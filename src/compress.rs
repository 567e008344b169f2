//! gzip compression for single files and tar+gzip for folders
//!
//! Folder transfer is reduced to file transfer: a folder becomes one
//! `<name>.tar.gz` artifact, so the wire protocol never needs more than a
//! single stream.

use crate::error::CompressError;
use flate2::read::MultiGzDecoder;
use flate2::write::GzEncoder;
use flate2::Compression;
use std::fs::{self, File};
use std::io::{self, BufReader, BufWriter, Read, Write};
use std::path::{Path, PathBuf};
use tar::{Archive, Builder};
use walkdir::WalkDir;

type Result<T> = std::result::Result<T, CompressError>;

pub const GZ_SUFFIX: &str = ".gz";
pub const TAR_GZ_SUFFIX: &str = ".tar.gz";
pub const TGZ_SUFFIX: &str = ".tgz";
const TAR_SUFFIX: &str = ".tar";
/// Used when a file to decompress does not carry the `.gz` suffix
const FALLBACK_SUFFIX: &str = ".out";

const IO_BUFFER: usize = 64 * 1024;

/// A file holding gzip-compressed bytes, ready to be sent.
///
/// Temporary artifacts live alone inside a scratch directory; `cleanup`
/// removes both.
#[derive(Debug)]
pub struct CompressedArtifact {
    path: PathBuf,
    is_temporary: bool,
    scratch_dir: Option<PathBuf>,
}

impl CompressedArtifact {
    /// An artifact the caller keeps (no cleanup owed).
    pub fn persistent(path: impl Into<PathBuf>) -> Self {
        Self {
            path: path.into(),
            is_temporary: false,
            scratch_dir: None,
        }
    }

    /// An artifact created inside `scratch_dir`, removed by [`cleanup`](Self::cleanup).
    pub fn temporary(path: impl Into<PathBuf>, scratch_dir: impl Into<PathBuf>) -> Self {
        Self {
            path: path.into(),
            is_temporary: true,
            scratch_dir: Some(scratch_dir.into()),
        }
    }

    pub fn path(&self) -> &Path {
        &self.path
    }

    pub fn is_temporary(&self) -> bool {
        self.is_temporary
    }

    /// Remove a temporary artifact. No-op for persistent ones.
    pub fn cleanup(&self) -> io::Result<()> {
        if !self.is_temporary {
            return Ok(());
        }
        match fs::remove_file(&self.path) {
            Ok(()) => {}
            Err(e) if e.kind() == io::ErrorKind::NotFound => {}
            Err(e) => return Err(e),
        }
        if let Some(dir) = &self.scratch_dir {
            match fs::remove_dir(dir) {
                Ok(()) => {}
                Err(e) if e.kind() == io::ErrorKind::NotFound => {}
                Err(e) => return Err(e),
            }
        }
        Ok(())
    }
}

/// True when the file name ends in `.gz`, ignoring case.
pub fn has_gz_suffix(path: &Path) -> bool {
    path.file_name()
        .map(|n| n.to_string_lossy().to_ascii_lowercase().ends_with(GZ_SUFFIX))
        .unwrap_or(false)
}

fn strip_suffix_ci<'a>(name: &'a str, suffix: &str) -> Option<&'a str> {
    let cut = name.len().checked_sub(suffix.len())?;
    if !name.is_char_boundary(cut) {
        return None;
    }
    let (stem, tail) = name.split_at(cut);
    tail.eq_ignore_ascii_case(suffix).then_some(stem)
}

fn base_name(path: &Path) -> Result<String> {
    path.file_name()
        .map(|n| n.to_string_lossy().into_owned())
        .ok_or_else(|| {
            CompressError::io(
                path,
                io::Error::new(io::ErrorKind::InvalidInput, "path has no file name"),
            )
        })
}

/// Compress `source` into `<source>.gz` next to it.
pub fn compress_file(source: &Path) -> Result<CompressedArtifact> {
    let mut dest = source.as_os_str().to_owned();
    dest.push(GZ_SUFFIX);
    compress_file_to(source, Path::new(&dest))
}

/// Compress `source` into `dest` at maximum compression level.
pub fn compress_file_to(source: &Path, dest: &Path) -> Result<CompressedArtifact> {
    let input = File::open(source).map_err(|e| CompressError::io(source, e))?;
    gzip_stream(BufReader::with_capacity(IO_BUFFER, input), dest)?;
    Ok(CompressedArtifact::persistent(dest))
}

/// Gzip `reader` into `dest`. A failed write never leaves a partial `dest`.
fn gzip_stream<R: Read>(reader: R, dest: &Path) -> Result<()> {
    let out = File::create(dest).map_err(|e| CompressError::io(dest, e))?;
    write_gzip(reader, out).map_err(|e| discard_intermediate(dest, CompressError::io(dest, e)))
}

fn write_gzip<R: Read>(mut reader: R, out: File) -> io::Result<()> {
    let mut encoder = GzEncoder::new(BufWriter::with_capacity(IO_BUFFER, out), Compression::best());
    io::copy(&mut reader, &mut encoder)?;
    encoder.finish()?.flush()
}

/// Default output name for a `.gz` file: the suffix stripped, or `.out` appended.
pub fn default_decompressed_name(source: &Path) -> Result<String> {
    let name = base_name(source)?;
    match strip_suffix_ci(&name, GZ_SUFFIX) {
        Some(stem) if !stem.is_empty() => Ok(stem.to_string()),
        _ => Ok(format!("{name}{FALLBACK_SUFFIX}")),
    }
}

/// Decompress `source` into `output_dir`, naming the result after the source.
pub fn decompress_file(source: &Path, output_dir: &Path) -> Result<PathBuf> {
    let dest = output_dir.join(default_decompressed_name(source)?);
    decompress_file_to(source, &dest)?;
    Ok(dest)
}

/// Decompress `source` into `dest`; returns bytes written.
///
/// Corrupt headers and CRC mismatches surface as [`CompressError::Io`].
pub fn decompress_file_to(source: &Path, dest: &Path) -> Result<u64> {
    let mut decoder = gzip_reader(source)?;
    let out = File::create(dest).map_err(|e| CompressError::io(dest, e))?;
    let mut writer = BufWriter::with_capacity(IO_BUFFER, out);
    let n = io::copy(&mut decoder, &mut writer).map_err(|e| CompressError::io(source, e))?;
    writer.flush().map_err(|e| CompressError::io(dest, e))?;
    Ok(n)
}

/// Open a gzip file for streaming reads.
pub fn gzip_reader(source: &Path) -> Result<MultiGzDecoder<BufReader<File>>> {
    let input = File::open(source).map_err(|e| CompressError::io(source, e))?;
    Ok(MultiGzDecoder::new(BufReader::with_capacity(IO_BUFFER, input)))
}

/// Archive `source_dir` as `<output_dir>/<folder>.tar.gz`.
///
/// Stages: tar the folder (rooted at its base name), gzip the tar, remove
/// the tar. A failed stage removes what it left behind; if that removal
/// fails too the result is [`CompressError::Leak`].
pub fn compress_folder(source_dir: &Path, output_dir: &Path) -> Result<CompressedArtifact> {
    if !source_dir.is_dir() {
        return Err(CompressError::io(
            source_dir,
            io::Error::new(io::ErrorKind::NotFound, "not a directory"),
        ));
    }
    let folder = base_name(source_dir)?;
    let tar_path = output_dir.join(format!("{folder}{TAR_SUFFIX}"));
    let gz_path = output_dir.join(format!("{folder}{TAR_GZ_SUFFIX}"));

    if let Err(e) = build_tar(source_dir, &folder, &tar_path) {
        return Err(discard_intermediate(&tar_path, e));
    }

    let gz_result = File::open(&tar_path)
        .map_err(|e| CompressError::io(&tar_path, e))
        .and_then(|f| gzip_stream(BufReader::with_capacity(IO_BUFFER, f), &gz_path));
    if let Err(e) = gz_result {
        // gzip_stream already discarded its own partial output
        return Err(discard_intermediate(&tar_path, e));
    }

    fs::remove_file(&tar_path).map_err(|e| CompressError::Leak {
        path: tar_path.clone(),
        cause: "archive complete".to_string(),
        source: e,
    })?;
    Ok(CompressedArtifact::persistent(gz_path))
}

fn discard_intermediate(path: &Path, cause: CompressError) -> CompressError {
    match fs::remove_file(path) {
        Ok(()) => cause,
        Err(e) if e.kind() == io::ErrorKind::NotFound => cause,
        Err(e) => CompressError::Leak {
            path: path.to_path_buf(),
            cause: cause.to_string(),
            source: e,
        },
    }
}

fn build_tar(source_dir: &Path, root_name: &str, tar_path: &Path) -> Result<()> {
    let out = File::create(tar_path).map_err(|e| CompressError::io(tar_path, e))?;
    let mut builder = Builder::new(BufWriter::with_capacity(IO_BUFFER, out));
    // Links are archived as links, so broken or outward links never fail or leak
    builder.follow_symlinks(false);
    let root = Path::new(root_name);

    // Sorted walk keeps archives reproducible for the same tree
    for entry in WalkDir::new(source_dir).follow_links(false).sort_by_file_name() {
        let entry = entry.map_err(|e| CompressError::archive(source_dir, e.into()))?;
        let path = entry.path();
        let rel = path.strip_prefix(source_dir).unwrap_or(path);
        let name = root.join(rel);
        let appended = if entry.file_type().is_dir() {
            builder.append_dir(&name, path)
        } else {
            builder.append_path_with_name(path, &name)
        };
        appended.map_err(|e| CompressError::archive(path, e))?;
    }

    let mut writer = builder
        .into_inner()
        .map_err(|e| CompressError::archive(tar_path, e))?;
    writer.flush().map_err(|e| CompressError::io(tar_path, e))?;
    Ok(())
}

/// Folder name an archive extracts into: the base name without `.tar.gz`/`.tgz`.
pub fn archive_stem(source: &Path) -> Result<String> {
    let name = base_name(source)?;
    let stem = strip_suffix_ci(&name, TAR_GZ_SUFFIX)
        .or_else(|| strip_suffix_ci(&name, TGZ_SUFFIX))
        .unwrap_or(&name);
    if stem.is_empty() {
        return Err(CompressError::io(
            source,
            io::Error::new(io::ErrorKind::InvalidInput, "archive name has no stem"),
        ));
    }
    Ok(stem.to_string())
}

/// Extract a `.tar.gz` into `<output_dir>/<stem>`; returns that directory.
pub fn decompress_folder(source: &Path, output_dir: &Path) -> Result<PathBuf> {
    let target = output_dir.join(archive_stem(source)?);
    let decoder = gzip_reader(source)?;
    fs::create_dir_all(&target).map_err(|e| CompressError::io(&target, e))?;
    let mut archive = Archive::new(decoder);
    archive
        .unpack(&target)
        .map_err(|e| CompressError::archive(source, e))?;
    Ok(target)
}

/// True for names handled by [`decompress_folder`].
pub fn is_folder_archive(path: &Path) -> bool {
    path.file_name()
        .map(|n| {
            let n = n.to_string_lossy().to_ascii_lowercase();
            n.ends_with(TAR_GZ_SUFFIX) || n.ends_with(TGZ_SUFFIX)
        })
        .unwrap_or(false)
}

/// Decompress by suffix: folder archives are extracted, anything else is
/// treated as a single gzip file.
pub fn decompress_auto(source: &Path, output_dir: &Path) -> Result<PathBuf> {
    if is_folder_archive(source) {
        decompress_folder(source, output_dir)
    } else {
        decompress_file(source, output_dir)
    }
}

/// Compress by kind: folders become `.tar.gz`, files `.gz`, both in `output_dir`.
pub fn compress_auto(source: &Path, output_dir: &Path) -> Result<CompressedArtifact> {
    if source.is_dir() {
        compress_folder(source, output_dir)
    } else {
        let dest = output_dir.join(format!("{}{GZ_SUFFIX}", base_name(source)?));
        compress_file_to(source, &dest)
    }
}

• • • • • • •

__EXERCISE__. Filter the entries down to the lines with the word "tail" in them.

__ANSWER AREA__.
    let (stem, tail) = name.split_at(cut);
    tail.eq_ignore_ascii_case(suffix).then_some(stem)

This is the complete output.